▶ [Given records]
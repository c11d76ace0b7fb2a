/// Coarse classification of failures, used for exit codes and for deciding
/// whether a failure aborts the run or only a single fit.
#[derive(Debug, Clone, Copy, PartialEq, Eq)]
pub enum ErrorKind {
    /// Bad CLI value, unreadable file, invalid CSV schema.
    Input,
    /// Occurrence-graph collaborator unreachable or returned malformed data.
    Query,
    /// Catalog and extracted statistics disagree on their symbol sets.
    JoinMismatch,
    /// Regression has too little variation or a rank-deficient design.
    DegenerateFit,
    /// Log transform requested on a zero or negative value.
    UndefinedTransform,
    /// Writing an export failed.
    Output,
}

impl ErrorKind {
    pub fn exit_code(self) -> u8 {
        match self {
            ErrorKind::Input => 2,
            ErrorKind::Output => 3,
            ErrorKind::Query => 5,
            ErrorKind::JoinMismatch => 6,
            ErrorKind::DegenerateFit => 7,
            ErrorKind::UndefinedTransform => 8,
        }
    }
}

#[derive(Clone)]
pub struct AppError {
    kind: ErrorKind,
    message: String,
}

impl AppError {
    pub fn new(kind: ErrorKind, message: impl Into<String>) -> Self {
        Self {
            kind,
            message: message.into(),
        }
    }

    pub fn input(message: impl Into<String>) -> Self {
        Self::new(ErrorKind::Input, message)
    }

    pub fn query(message: impl Into<String>) -> Self {
        Self::new(ErrorKind::Query, message)
    }

    pub fn join_mismatch(symbol: &str, message: impl Into<String>) -> Self {
        Self::new(
            ErrorKind::JoinMismatch,
            format!("Join mismatch for element '{symbol}': {}", message.into()),
        )
    }

    pub fn degenerate(message: impl Into<String>) -> Self {
        Self::new(ErrorKind::DegenerateFit, message)
    }

    pub fn undefined_transform(message: impl Into<String>) -> Self {
        Self::new(ErrorKind::UndefinedTransform, message)
    }

    pub fn output(message: impl Into<String>) -> Self {
        Self::new(ErrorKind::Output, message)
    }

    pub fn kind(&self) -> ErrorKind {
        self.kind
    }

    pub fn exit_code(&self) -> u8 {
        self.kind.exit_code()
    }

    pub fn message(&self) -> &str {
        &self.message
    }
}

impl std::fmt::Display for AppError {
    fn fmt(&self, f: &mut std::fmt::Formatter<'_>) -> std::fmt::Result {
        write!(f, "{}", self.message)
    }
}

impl std::fmt::Debug for AppError {
    fn fmt(&self, f: &mut std::fmt::Formatter<'_>) -> std::fmt::Result {
        f.debug_struct("AppError")
            .field("kind", &self.kind)
            .field("exit_code", &self.exit_code())
            .field("message", &self.message)
            .finish()
    }
}

impl std::error::Error for AppError {}
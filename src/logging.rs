//! Tracing initialization.

use tracing_subscriber::EnvFilter;

/// Environment variable holding the log filter, e.g. `ENET_LOG=element_networks=debug`.
pub const LOG_ENV: &str = "ENET_LOG";

/// Install the global subscriber, logging to stderr so stdout stays clean for reports.
///
/// Falls back to `warn` when `ENET_LOG` is unset or invalid. Calling it twice is
/// harmless; the second call leaves the first subscriber in place.
pub fn init_logging() {
    let filter = EnvFilter::try_from_env(LOG_ENV).unwrap_or_else(|_| EnvFilter::new("warn"));

    let _ = tracing_subscriber::fmt()
        .with_env_filter(filter)
        .with_target(true)
        .with_writer(std::io::stderr)
        .try_init();
}
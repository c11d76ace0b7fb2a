//! Closed-form equation strings for fitted lines.

use crate::domain::ModelFit;
use crate::error::AppError;

/// Render `Y = {slope}X ± {|intercept|}`.
///
/// Both coefficients are rounded to 3 decimals with trailing zeros trimmed. The
/// sign is taken from the intercept itself, so the printed magnitude is never
/// negative. Non-finite coefficients are rejected rather than printed.
pub fn format_equation(slope: f64, intercept: f64) -> Result<String, AppError> {
    if !(slope.is_finite() && intercept.is_finite()) {
        return Err(AppError::degenerate(format!(
            "Cannot format an equation from non-finite coefficients (slope={slope}, intercept={intercept})."
        )));
    }

    let sign = if intercept < 0.0 { '-' } else { '+' };
    Ok(format!(
        "Y = {}X {sign} {}",
        format_coefficient(slope),
        format_coefficient(intercept.abs())
    ))
}

/// The equation string of a fitted model.
pub fn format_fit(fit: &ModelFit) -> Result<String, AppError> {
    format_equation(fit.slope, fit.intercept)
}

/// Round to 3 decimals and drop redundant zeros: `2.500 -> 2.5`, `-1.000 -> -1`.
pub fn format_coefficient(v: f64) -> String {
    let s = format!("{v:.3}");
    let s = s.trim_end_matches('0').trim_end_matches('.');
    match s {
        "-0" => "0".to_string(),
        _ => s.to_string(),
    }
}

#[cfg(test)]
mod tests {
    use super::*;

    #[test]
    fn negative_intercept_uses_minus_sign() {
        assert_eq!(format_equation(2.5, -3.2).unwrap(), "Y = 2.5X - 3.2");
    }

    #[test]
    fn zero_intercept_is_plus_zero() {
        assert_eq!(format_equation(-1.0, 0.0).unwrap(), "Y = -1X + 0");
    }

    #[test]
    fn rounds_to_three_decimals() {
        assert_eq!(format_equation(0.123_456, 10.000_4).unwrap(), "Y = 0.123X + 10");
        assert_eq!(format_equation(1.0005e3, -0.0126).unwrap(), "Y = 1000.5X - 0.013");
    }

    #[test]
    fn tiny_negative_slope_does_not_print_negative_zero() {
        assert_eq!(format_coefficient(-0.0001), "0");
        assert_eq!(format_coefficient(120.0), "120");
    }

    #[test]
    fn tiny_negative_intercept_keeps_its_sign() {
        assert_eq!(format_equation(1.0, -0.0001).unwrap(), "Y = 1X - 0");
    }

    #[test]
    fn non_finite_coefficients_are_rejected() {
        assert!(format_equation(f64::NAN, 1.0).is_err());
        assert!(format_equation(1.0, f64::INFINITY).is_err());
    }
}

▶ [What you have to do] The data should be printed again exactly, line for line.

▶ [Written solution]
repository c11d76ace0b7fb2a
/// Coarse classification of failures, used for exit codes and for deciding
/// whether a failure aborts the run or only a single fit.
#[derive(Debug, Clone, Copy, PartialEq, Eq)]
pub enum ErrorKind {
    /// Bad CLI value, unreadable file, invalid CSV schema.
    Input,
    /// Occurrence-graph collaborator unreachable or returned malformed data.
    Query,
    /// Catalog and extracted statistics disagree on their symbol sets.
    JoinMismatch,
    /// Regression has too little variation or a rank-deficient design.
    DegenerateFit,
    /// Log transform requested on a zero or negative value.
    UndefinedTransform,
    /// Writing an export failed.
    Output,
}

impl ErrorKind {
    pub fn exit_code(self) -> u8 {
        match self {
            ErrorKind::Input => 2,
            ErrorKind::Output => 3,
            ErrorKind::Query => 5,
            ErrorKind::JoinMismatch => 6,
            ErrorKind::DegenerateFit => 7,
            ErrorKind::UndefinedTransform => 8,
        }
    }
}

#[derive(Clone)]
pub struct AppError {
    kind: ErrorKind,
    message: String,
}

impl AppError {
    pub fn new(kind: ErrorKind, message: impl Into<String>) -> Self {
        Self {
            kind,
            message: message.into(),
        }
    }

    pub fn input(message: impl Into<String>) -> Self {
        Self::new(ErrorKind::Input, message)
    }

    pub fn query(message: impl Into<String>) -> Self {
        Self::new(ErrorKind::Query, message)
    }

    pub fn join_mismatch(symbol: &str, message: impl Into<String>) -> Self {
        Self::new(
            ErrorKind::JoinMismatch,
            format!("Join mismatch for element '{symbol}': {}", message.into()),
        )
    }

    pub fn degenerate(message: impl Into<String>) -> Self {
        Self::new(ErrorKind::DegenerateFit, message)
    }

    pub fn undefined_transform(message: impl Into<String>) -> Self {
        Self::new(ErrorKind::UndefinedTransform, message)
    }

    pub fn output(message: impl Into<String>) -> Self {
        Self::new(ErrorKind::Output, message)
    }

    pub fn kind(&self) -> ErrorKind {
        self.kind
    }

    pub fn exit_code(&self) -> u8 {
        self.kind.exit_code()
    }

    pub fn message(&self) -> &str {
        &self.message
    }
}

impl std::fmt::Display for AppError {
    fn fmt(&self, f: &mut std::fmt::Formatter<'_>) -> std::fmt::Result {
        write!(f, "{}", self.message)
    }
}

impl std::fmt::Debug for AppError {
    fn fmt(&self, f: &mut std::fmt::Formatter<'_>) -> std::fmt::Result {
        f.debug_struct("AppError")
            .field("kind", &self.kind)
            .field("exit_code", &self.exit_code())
            .field("message", &self.message)
            .finish()
    }
}

impl std::error::Error for AppError {}
filename src/logging.rs
//! Tracing initialization.

use tracing_subscriber::EnvFilter;

/// Environment variable holding the log filter, e.g. `ENET_LOG=element_networks=debug`.
pub const LOG_ENV: &str = "ENET_LOG";

/// Install the global subscriber, logging to stderr so stdout stays clean for reports.
///
/// Falls back to `warn` when `ENET_LOG` is unset or invalid. Calling it twice is
/// harmless; the second call leaves the first subscriber in place.
pub fn init_logging() {
    let filter = EnvFilter::try_from_env(LOG_ENV).unwrap_or_else(|_| EnvFilter::new("warn"));

    let _ = tracing_subscriber::fmt()
        .with_env_filter(filter)
        .with_target(true)
        .with_writer(std::io::stderr)
        .try_init();
}
repository c11d76ace0b7fb2a
//! Closed-form equation strings for fitted lines.

use crate::domain::ModelFit;
use crate::error::AppError;

/// Render `Y = {slope}X ± {|intercept|}`.
///
/// Both coefficients are rounded to 3 decimals with trailing zeros trimmed. The
/// sign is taken from the intercept itself, so the printed magnitude is never
/// negative. Non-finite coefficients are rejected rather than printed.
pub fn format_equation(slope: f64, intercept: f64) -> Result<String, AppError> {
    if !(slope.is_finite() && intercept.is_finite()) {
        return Err(AppError::degenerate(format!(
            "Cannot format an equation from non-finite coefficients (slope={slope}, intercept={intercept})."
        )));
    }

    let sign = if intercept < 0.0 { '-' } else { '+' };
    Ok(format!(
        "Y = {}X {sign} {}",
        format_coefficient(slope),
        format_coefficient(intercept.abs())
    ))
}

/// The equation string of a fitted model.
pub fn format_fit(fit: &ModelFit) -> Result<String, AppError> {
    format_equation(fit.slope, fit.intercept)
}

/// Round to 3 decimals and drop redundant zeros: `2.500 -> 2.5`, `-1.000 -> -1`.
pub fn format_coefficient(v: f64) -> String {
    let s = format!("{v:.3}");
    let s = s.trim_end_matches('0').trim_end_matches('.');
    match s {
        "-0" => "0".to_string(),
        _ => s.to_string(),
    }
}

#[cfg(test)]
mod tests {
    use super::*;

    #[test]
    fn negative_intercept_uses_minus_sign() {
        assert_eq!(format_equation(2.5, -3.2).unwrap(), "Y = 2.5X - 3.2");
    }

    #[test]
    fn zero_intercept_is_plus_zero() {
        assert_eq!(format_equation(-1.0, 0.0).unwrap(), "Y = -1X + 0");
    }

    #[test]
    fn rounds_to_three_decimals() {
        assert_eq!(format_equation(0.123_456, 10.000_4).unwrap(), "Y = 0.123X + 10");
        assert_eq!(format_equation(1.0005e3, -0.0126).unwrap(), "Y = 1000.5X - 0.013");
    }

    #[test]
    fn tiny_negative_slope_does_not_print_negative_zero() {
        assert_eq!(format_coefficient(-0.0001), "0");
        assert_eq!(format_coefficient(120.0), "120");
    }

    #[test]
    fn tiny_negative_intercept_keeps_its_sign() {
        assert_eq!(format_equation(1.0, -0.0001).unwrap(), "Y = 1X - 0");
    }

    #[test]
    fn non_finite_coefficients_are_rejected() {
        assert!(format_equation(f64::NAN, 1.0).is_err());
        assert!(format_equation(1.0, f64::INFINITY).is_err());
    }
}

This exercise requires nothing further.